Input data:
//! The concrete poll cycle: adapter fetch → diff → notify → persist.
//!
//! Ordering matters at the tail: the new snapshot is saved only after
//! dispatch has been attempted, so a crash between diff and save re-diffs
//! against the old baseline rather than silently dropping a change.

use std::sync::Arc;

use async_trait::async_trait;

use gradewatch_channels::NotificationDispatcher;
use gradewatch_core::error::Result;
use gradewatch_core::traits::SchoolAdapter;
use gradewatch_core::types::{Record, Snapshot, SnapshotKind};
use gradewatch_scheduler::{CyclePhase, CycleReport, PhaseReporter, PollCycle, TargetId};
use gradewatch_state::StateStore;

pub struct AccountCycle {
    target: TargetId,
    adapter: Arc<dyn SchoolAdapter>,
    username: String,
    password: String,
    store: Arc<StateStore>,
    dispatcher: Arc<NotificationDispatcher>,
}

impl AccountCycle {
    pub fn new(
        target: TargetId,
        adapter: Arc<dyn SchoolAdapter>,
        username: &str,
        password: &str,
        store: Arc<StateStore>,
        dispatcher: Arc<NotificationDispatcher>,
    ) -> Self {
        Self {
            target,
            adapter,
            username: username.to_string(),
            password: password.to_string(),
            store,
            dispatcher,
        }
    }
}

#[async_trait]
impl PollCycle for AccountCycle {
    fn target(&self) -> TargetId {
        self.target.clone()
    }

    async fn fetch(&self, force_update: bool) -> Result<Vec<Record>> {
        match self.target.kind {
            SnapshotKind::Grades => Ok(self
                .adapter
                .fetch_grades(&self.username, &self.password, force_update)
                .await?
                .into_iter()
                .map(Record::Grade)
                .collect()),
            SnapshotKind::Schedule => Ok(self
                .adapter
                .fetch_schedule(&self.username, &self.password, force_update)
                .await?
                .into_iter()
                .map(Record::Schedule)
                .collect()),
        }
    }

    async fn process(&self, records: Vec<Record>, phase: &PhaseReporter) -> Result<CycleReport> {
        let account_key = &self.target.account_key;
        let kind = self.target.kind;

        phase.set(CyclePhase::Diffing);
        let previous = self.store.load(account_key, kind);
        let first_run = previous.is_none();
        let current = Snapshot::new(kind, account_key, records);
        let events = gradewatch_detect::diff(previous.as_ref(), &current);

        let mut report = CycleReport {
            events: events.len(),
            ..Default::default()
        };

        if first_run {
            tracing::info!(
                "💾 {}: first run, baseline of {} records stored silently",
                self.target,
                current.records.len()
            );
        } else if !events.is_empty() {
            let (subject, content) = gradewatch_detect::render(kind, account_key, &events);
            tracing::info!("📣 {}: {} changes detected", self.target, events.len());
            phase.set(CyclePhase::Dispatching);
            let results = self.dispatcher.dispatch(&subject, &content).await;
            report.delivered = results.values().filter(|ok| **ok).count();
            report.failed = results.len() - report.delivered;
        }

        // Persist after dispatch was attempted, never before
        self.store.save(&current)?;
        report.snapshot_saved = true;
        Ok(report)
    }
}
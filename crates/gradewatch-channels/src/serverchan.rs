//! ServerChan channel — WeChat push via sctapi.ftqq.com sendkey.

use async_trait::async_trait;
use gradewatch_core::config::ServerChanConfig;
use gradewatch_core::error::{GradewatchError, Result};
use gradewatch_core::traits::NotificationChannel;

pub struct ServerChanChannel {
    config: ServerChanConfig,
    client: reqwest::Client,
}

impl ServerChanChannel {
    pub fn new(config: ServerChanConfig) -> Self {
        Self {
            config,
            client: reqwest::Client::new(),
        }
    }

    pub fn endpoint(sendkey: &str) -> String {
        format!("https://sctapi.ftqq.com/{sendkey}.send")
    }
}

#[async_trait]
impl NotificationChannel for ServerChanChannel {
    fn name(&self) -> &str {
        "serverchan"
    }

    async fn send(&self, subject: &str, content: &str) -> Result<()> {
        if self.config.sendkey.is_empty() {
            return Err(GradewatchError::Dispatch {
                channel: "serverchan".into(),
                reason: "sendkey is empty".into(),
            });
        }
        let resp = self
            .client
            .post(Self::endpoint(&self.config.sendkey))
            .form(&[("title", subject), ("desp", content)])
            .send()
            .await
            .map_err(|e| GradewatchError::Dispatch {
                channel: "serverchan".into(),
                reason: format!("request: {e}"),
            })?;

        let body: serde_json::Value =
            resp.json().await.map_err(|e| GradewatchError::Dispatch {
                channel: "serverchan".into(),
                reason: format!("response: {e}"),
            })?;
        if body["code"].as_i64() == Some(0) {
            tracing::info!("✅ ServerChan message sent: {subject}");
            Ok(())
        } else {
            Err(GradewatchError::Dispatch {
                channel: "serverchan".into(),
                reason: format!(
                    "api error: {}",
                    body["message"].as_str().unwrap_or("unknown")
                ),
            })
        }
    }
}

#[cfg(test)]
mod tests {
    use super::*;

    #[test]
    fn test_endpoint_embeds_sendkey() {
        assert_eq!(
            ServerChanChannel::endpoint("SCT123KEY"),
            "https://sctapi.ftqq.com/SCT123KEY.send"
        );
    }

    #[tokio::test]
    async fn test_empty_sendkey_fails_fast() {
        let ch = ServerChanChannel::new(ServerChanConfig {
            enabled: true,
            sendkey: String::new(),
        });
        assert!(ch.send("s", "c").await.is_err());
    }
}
...
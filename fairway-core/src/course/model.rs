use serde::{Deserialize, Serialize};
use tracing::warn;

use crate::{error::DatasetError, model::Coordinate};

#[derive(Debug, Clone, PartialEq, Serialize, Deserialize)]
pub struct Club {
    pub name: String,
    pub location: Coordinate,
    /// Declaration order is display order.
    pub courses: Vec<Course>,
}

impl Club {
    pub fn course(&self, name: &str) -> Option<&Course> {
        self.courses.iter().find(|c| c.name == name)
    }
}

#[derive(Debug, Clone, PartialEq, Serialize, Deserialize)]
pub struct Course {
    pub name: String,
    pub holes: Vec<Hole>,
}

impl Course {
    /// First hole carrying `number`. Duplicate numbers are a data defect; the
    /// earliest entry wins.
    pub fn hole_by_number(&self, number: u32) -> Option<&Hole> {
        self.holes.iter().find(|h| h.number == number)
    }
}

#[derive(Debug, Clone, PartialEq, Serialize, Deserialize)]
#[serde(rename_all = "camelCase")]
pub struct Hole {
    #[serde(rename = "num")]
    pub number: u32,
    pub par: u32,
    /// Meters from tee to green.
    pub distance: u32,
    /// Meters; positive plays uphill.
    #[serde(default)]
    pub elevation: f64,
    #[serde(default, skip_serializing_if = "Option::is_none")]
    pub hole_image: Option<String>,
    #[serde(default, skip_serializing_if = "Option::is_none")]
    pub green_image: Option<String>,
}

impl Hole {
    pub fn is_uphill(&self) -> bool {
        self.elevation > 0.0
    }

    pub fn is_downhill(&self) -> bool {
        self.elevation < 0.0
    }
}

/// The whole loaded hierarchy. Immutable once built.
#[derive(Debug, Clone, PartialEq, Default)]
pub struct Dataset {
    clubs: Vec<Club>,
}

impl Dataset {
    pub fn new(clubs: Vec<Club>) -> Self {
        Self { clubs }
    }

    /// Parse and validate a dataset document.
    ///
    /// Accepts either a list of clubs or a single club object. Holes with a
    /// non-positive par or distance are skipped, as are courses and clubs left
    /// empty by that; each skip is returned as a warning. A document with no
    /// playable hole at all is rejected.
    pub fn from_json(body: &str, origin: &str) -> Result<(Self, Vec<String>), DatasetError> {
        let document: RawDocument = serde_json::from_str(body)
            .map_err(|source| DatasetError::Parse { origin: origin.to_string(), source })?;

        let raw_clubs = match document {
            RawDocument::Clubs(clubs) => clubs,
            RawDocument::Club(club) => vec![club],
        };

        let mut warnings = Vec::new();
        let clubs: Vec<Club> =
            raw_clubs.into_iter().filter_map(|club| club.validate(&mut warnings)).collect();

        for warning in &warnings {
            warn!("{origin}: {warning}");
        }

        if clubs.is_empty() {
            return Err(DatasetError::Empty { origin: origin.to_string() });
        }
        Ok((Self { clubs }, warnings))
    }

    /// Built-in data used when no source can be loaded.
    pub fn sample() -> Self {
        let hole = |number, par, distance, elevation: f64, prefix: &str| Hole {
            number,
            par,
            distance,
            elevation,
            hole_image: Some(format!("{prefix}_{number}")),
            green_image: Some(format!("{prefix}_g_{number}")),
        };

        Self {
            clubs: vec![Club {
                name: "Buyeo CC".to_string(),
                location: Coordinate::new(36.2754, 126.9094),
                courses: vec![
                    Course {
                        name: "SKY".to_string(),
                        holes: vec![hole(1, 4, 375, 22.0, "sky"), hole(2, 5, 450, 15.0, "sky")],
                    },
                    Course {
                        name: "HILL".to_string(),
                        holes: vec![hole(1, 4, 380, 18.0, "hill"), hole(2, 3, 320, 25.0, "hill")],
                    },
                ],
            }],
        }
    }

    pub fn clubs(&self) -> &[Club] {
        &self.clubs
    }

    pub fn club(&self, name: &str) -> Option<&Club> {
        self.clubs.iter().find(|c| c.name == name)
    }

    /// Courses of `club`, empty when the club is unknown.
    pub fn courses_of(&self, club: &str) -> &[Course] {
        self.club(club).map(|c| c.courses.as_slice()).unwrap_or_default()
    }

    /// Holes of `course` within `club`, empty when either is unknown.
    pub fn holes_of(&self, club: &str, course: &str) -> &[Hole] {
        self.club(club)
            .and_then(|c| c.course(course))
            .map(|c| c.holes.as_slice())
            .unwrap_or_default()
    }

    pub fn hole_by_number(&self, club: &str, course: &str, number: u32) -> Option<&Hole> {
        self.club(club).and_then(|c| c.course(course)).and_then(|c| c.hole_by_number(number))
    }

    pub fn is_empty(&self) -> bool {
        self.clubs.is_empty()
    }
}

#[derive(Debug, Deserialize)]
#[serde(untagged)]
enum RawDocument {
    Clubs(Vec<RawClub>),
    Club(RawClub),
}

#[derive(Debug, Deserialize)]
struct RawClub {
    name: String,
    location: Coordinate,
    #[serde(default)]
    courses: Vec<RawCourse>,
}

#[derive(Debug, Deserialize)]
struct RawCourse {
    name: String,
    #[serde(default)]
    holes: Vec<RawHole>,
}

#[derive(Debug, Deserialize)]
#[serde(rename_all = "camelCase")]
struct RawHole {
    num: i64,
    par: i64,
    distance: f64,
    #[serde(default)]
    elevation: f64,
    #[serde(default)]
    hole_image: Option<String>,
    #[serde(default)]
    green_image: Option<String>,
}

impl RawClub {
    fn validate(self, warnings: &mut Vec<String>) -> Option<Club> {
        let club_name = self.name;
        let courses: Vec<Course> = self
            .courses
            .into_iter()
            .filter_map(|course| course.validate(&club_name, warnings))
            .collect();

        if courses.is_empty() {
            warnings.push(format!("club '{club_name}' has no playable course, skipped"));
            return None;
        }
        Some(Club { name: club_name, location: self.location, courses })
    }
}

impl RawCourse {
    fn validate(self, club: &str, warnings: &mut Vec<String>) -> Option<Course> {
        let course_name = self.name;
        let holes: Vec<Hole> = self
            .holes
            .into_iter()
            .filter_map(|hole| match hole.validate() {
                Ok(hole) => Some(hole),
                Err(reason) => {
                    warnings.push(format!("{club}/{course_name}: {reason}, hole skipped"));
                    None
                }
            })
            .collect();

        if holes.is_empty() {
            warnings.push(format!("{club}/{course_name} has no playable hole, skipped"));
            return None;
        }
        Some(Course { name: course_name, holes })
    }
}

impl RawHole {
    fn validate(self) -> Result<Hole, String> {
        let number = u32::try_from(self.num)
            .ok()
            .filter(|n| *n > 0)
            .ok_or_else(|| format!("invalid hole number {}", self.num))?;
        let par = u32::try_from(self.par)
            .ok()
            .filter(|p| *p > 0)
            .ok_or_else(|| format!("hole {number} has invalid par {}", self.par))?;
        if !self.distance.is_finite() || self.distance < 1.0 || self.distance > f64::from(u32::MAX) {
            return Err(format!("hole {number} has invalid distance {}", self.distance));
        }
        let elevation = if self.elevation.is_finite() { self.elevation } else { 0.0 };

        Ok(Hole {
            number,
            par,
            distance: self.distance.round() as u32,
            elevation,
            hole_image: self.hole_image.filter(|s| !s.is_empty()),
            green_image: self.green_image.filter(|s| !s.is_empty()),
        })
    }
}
==
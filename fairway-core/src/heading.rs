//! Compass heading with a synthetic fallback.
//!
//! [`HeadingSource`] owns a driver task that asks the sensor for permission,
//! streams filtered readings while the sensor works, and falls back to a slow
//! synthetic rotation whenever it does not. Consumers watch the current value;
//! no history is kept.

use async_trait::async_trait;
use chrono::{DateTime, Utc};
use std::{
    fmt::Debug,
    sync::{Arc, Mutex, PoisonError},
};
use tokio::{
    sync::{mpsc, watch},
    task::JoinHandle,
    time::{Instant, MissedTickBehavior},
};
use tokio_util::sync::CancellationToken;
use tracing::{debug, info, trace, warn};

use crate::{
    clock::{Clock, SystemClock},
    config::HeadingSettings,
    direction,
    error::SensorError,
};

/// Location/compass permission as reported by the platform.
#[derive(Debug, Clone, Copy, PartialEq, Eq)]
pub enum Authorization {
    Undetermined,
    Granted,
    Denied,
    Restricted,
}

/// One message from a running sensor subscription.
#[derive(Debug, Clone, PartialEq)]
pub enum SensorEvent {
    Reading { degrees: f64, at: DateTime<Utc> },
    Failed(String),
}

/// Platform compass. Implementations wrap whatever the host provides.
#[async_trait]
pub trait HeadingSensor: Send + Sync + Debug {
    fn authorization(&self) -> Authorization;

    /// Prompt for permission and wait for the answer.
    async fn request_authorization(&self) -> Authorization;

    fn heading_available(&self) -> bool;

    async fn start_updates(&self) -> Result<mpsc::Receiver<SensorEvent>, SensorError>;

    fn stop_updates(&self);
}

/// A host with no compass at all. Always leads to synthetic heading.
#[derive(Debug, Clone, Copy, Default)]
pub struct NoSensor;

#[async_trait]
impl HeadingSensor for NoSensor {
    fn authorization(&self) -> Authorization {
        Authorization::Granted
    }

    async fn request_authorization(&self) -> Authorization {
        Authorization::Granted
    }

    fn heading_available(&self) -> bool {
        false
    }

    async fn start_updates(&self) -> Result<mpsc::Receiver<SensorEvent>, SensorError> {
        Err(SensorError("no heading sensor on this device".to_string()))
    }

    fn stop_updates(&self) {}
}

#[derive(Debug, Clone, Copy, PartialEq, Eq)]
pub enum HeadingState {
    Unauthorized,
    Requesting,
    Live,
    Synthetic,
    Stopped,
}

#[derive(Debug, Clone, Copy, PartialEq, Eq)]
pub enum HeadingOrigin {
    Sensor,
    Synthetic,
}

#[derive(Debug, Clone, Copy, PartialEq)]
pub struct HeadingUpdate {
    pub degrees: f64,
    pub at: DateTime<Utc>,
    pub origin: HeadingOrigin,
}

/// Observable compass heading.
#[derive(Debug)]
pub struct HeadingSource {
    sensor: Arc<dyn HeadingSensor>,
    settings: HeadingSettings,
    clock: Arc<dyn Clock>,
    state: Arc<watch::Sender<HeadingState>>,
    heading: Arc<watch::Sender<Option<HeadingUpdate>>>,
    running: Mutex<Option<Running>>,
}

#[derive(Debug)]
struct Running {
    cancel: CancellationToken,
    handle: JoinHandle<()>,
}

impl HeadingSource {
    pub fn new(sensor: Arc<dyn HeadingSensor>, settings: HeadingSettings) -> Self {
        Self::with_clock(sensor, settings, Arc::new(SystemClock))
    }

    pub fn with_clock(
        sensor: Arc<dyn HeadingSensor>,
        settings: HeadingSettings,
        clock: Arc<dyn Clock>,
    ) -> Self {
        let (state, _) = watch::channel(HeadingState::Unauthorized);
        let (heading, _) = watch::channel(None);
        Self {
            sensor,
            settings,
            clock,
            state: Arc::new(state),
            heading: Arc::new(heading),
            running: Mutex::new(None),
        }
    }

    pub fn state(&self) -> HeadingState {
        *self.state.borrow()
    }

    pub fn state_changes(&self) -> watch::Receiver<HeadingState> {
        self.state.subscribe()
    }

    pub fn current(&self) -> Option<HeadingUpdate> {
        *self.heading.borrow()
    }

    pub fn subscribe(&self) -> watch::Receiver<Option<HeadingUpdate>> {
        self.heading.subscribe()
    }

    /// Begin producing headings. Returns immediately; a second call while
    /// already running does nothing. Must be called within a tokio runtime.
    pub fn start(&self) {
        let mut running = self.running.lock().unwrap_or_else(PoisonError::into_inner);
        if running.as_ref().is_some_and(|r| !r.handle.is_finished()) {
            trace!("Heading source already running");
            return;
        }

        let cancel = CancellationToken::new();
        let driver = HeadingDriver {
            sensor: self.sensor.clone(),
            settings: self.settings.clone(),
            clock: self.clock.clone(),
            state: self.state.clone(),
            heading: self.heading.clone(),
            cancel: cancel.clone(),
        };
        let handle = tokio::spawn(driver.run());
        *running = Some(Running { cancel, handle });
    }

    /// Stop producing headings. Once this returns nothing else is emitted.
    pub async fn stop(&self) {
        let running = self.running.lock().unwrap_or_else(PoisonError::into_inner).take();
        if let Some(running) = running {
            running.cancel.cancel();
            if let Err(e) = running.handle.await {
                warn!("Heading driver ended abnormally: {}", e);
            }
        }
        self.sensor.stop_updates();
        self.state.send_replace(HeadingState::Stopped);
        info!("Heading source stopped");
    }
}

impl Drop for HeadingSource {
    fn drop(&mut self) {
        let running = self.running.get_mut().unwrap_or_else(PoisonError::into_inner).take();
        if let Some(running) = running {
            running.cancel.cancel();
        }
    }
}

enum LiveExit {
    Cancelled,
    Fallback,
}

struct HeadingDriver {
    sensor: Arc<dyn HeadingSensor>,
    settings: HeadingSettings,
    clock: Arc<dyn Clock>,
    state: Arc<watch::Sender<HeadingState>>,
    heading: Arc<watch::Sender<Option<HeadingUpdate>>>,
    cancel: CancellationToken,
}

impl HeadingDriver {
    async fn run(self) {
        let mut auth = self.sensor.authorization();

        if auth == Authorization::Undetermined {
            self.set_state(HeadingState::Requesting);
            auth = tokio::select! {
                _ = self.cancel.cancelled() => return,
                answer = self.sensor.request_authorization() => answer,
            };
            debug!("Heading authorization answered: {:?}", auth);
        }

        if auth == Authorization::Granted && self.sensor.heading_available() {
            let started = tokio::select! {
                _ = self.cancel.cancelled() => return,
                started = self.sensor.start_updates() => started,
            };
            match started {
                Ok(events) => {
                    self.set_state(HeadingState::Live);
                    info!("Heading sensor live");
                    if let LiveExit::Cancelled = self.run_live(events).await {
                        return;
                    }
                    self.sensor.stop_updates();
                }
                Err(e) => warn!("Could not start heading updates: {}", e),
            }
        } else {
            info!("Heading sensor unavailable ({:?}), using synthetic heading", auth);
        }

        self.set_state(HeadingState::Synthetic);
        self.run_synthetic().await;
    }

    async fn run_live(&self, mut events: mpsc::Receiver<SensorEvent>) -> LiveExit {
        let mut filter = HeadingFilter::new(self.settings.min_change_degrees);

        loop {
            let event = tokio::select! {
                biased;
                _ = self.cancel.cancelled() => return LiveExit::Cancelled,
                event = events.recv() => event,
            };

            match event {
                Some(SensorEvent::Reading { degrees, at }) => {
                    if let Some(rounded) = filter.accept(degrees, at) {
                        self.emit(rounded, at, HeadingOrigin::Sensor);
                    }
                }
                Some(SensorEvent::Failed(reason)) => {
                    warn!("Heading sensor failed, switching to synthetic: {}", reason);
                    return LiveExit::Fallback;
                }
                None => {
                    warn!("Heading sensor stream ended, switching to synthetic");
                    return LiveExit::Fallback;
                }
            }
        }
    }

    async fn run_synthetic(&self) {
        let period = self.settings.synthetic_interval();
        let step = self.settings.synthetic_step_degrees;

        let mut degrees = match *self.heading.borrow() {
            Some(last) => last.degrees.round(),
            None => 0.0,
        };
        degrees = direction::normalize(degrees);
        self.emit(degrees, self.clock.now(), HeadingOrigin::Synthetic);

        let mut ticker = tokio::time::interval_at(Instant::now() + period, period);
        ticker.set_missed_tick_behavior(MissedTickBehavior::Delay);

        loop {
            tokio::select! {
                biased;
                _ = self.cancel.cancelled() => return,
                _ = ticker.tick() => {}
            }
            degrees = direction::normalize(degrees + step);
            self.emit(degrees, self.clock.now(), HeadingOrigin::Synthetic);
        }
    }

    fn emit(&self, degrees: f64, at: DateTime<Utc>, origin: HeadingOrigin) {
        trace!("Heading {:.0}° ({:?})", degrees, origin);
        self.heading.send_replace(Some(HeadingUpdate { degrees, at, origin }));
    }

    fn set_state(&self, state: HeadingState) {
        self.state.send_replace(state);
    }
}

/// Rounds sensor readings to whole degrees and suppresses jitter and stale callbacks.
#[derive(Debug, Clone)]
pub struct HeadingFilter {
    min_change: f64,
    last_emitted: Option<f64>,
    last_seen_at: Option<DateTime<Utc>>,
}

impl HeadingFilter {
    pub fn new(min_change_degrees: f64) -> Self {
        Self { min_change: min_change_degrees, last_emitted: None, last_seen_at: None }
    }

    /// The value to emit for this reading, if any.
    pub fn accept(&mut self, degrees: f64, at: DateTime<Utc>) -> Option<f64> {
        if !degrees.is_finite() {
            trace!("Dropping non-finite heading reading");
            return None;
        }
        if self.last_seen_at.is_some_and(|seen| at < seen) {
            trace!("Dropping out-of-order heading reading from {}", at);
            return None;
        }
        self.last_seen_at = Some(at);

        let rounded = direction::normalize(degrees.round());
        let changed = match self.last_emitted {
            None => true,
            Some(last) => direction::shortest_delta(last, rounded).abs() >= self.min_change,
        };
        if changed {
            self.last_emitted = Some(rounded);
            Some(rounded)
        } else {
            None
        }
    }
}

Task goal: How many lines of the listing include the string "sctapi"? Answer with the number alone.

Exercise answer: 3